An ethnomethodology is an examination of common cultural actions, beliefs, and behaviors that make sense of everyday life. This is done through researching communications of everyday people through speech and other interactions (Allen 2017). However, ‘auto’ differentiates this method by prefixing ‘self’ to ethnomethodology. Instead of focusing on the standard or perhaps alternative ways of communication of everyday people, auto-ethnomethodology explores the researcher’s personal experiences. In the end, their personal experience highlights their cultural experience through actions of self-observation and self-reflection. Here, “reflexivity is key to developing a critical consciousness of how the practitioner-researcher’s identity, experiences, position, and interests influence their creative practice” (Lyle 2016)).
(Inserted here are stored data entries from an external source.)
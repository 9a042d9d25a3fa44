//! Reference ingestion server backed by the in-memory store.
//!
//! Channels are registered at startup from `INGEST_CHANNELS`; posts to any
//! other channel are still stored, but their sampled sweeps find no channel.

use std::net::SocketAddr;
use std::sync::Arc;

use anyhow::Context;
use tokio::net::TcpListener;
use tokio_util::sync::CancellationToken;

use channel_logs_core::config::ServerConfig;
use channel_logs_core::http::{serve, AppState, FixedWindowRateLimiter};
use channel_logs_core::logging::init_logger;
use channel_logs_core::pipeline::IngestionService;
use channel_logs_core::retention::{SweepSampler, ThreadRandom};
use channel_logs_core::shutdown::cancel_on_ctrl_c;
use channel_logs_core::storage::InMemoryLogStore;

#[tokio::main]
async fn main() -> anyhow::Result<()> {
    init_logger(log::LevelFilter::Info);

    let config = ServerConfig::from_env().context("invalid server configuration")?;

    let store = Arc::new(InMemoryLogStore::default());
    for channel in &config.channels {
        log::info!(
            "CHANNEL_REGISTERED channel={} expiration_minutes={}",
            channel.id,
            channel.expiration_minutes
        );
        store.upsert_channel(channel.clone());
    }

    let ingestion = IngestionService::new(store.clone(), store)
        .with_sampler(SweepSampler::new(
            config.sweep_probability,
            Box::new(ThreadRandom),
        ))
        .with_config(config.ingest_config());

    let state = Arc::new(AppState {
        ingestion,
        rate_limiter: config.rate_limit.map(FixedWindowRateLimiter::new),
    });

    let addr = SocketAddr::from(([0, 0, 0, 0], config.port));
    let listener = TcpListener::bind(addr)
        .await
        .with_context(|| format!("failed to bind {}", addr))?;

    let cancel = CancellationToken::new();
    cancel_on_ctrl_c(cancel.clone());

    serve(listener, state, cancel).await.context("server failed")?;
    log::info!("SERVER_STOPPED");
    Ok(())
}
This can be documented various ways but is often seen in research logs, revisions, notes, or drafted materials. Yet, academia has changed to incorporate modern forms of documentation which may also include blog posts, online journal entries, and social media posts. All of which are capable of documenting insights, difficulties, and pivotal events throughout the creative practice.

Through the auto-ethnomethodology the communication between self and self is usually done through informal documentation, as the primary aim is to keep the creative researcher in a natural setting. This may lead to biased retrospection. “Self-reflection is a problematic method in that individuals either do not have enough distance from their own activities to recognize patterns and sequences of significance, or they are so distanced from the actual activity that their memories cannot be considered accurate” (Lyle 2016).

Yet, the perspective of the artist is still important to note in order to obtain some type of understanding towards their composition. For the purposes of this research, the composition of soundscapes may be better appreciated with the description of the composer’s meaning to their work (Brandt 1992). Autoethnography is considered a useful research method where the researcher’s personal experience run parallel to self-reflection, where multiple layers of consciousness and perspectives are explored through relationships of the self and other or self to self via communication (Mendez 2013).

As mentioned earlier, this communication may be informal or formal, from blog posts to drafts of previous writings. Yet, it is important to note that communication does not solely mean verbal or written language. An exciting element to this project is the ability to explore beyond language and analyze the soundscapes, or other versions of art, generated throughout the creative process.

Change happens whether we document the process or not. With the help of ethnomethodology, I can examine how the creative process in my own research has transformed, depending on my self-talk and other influences.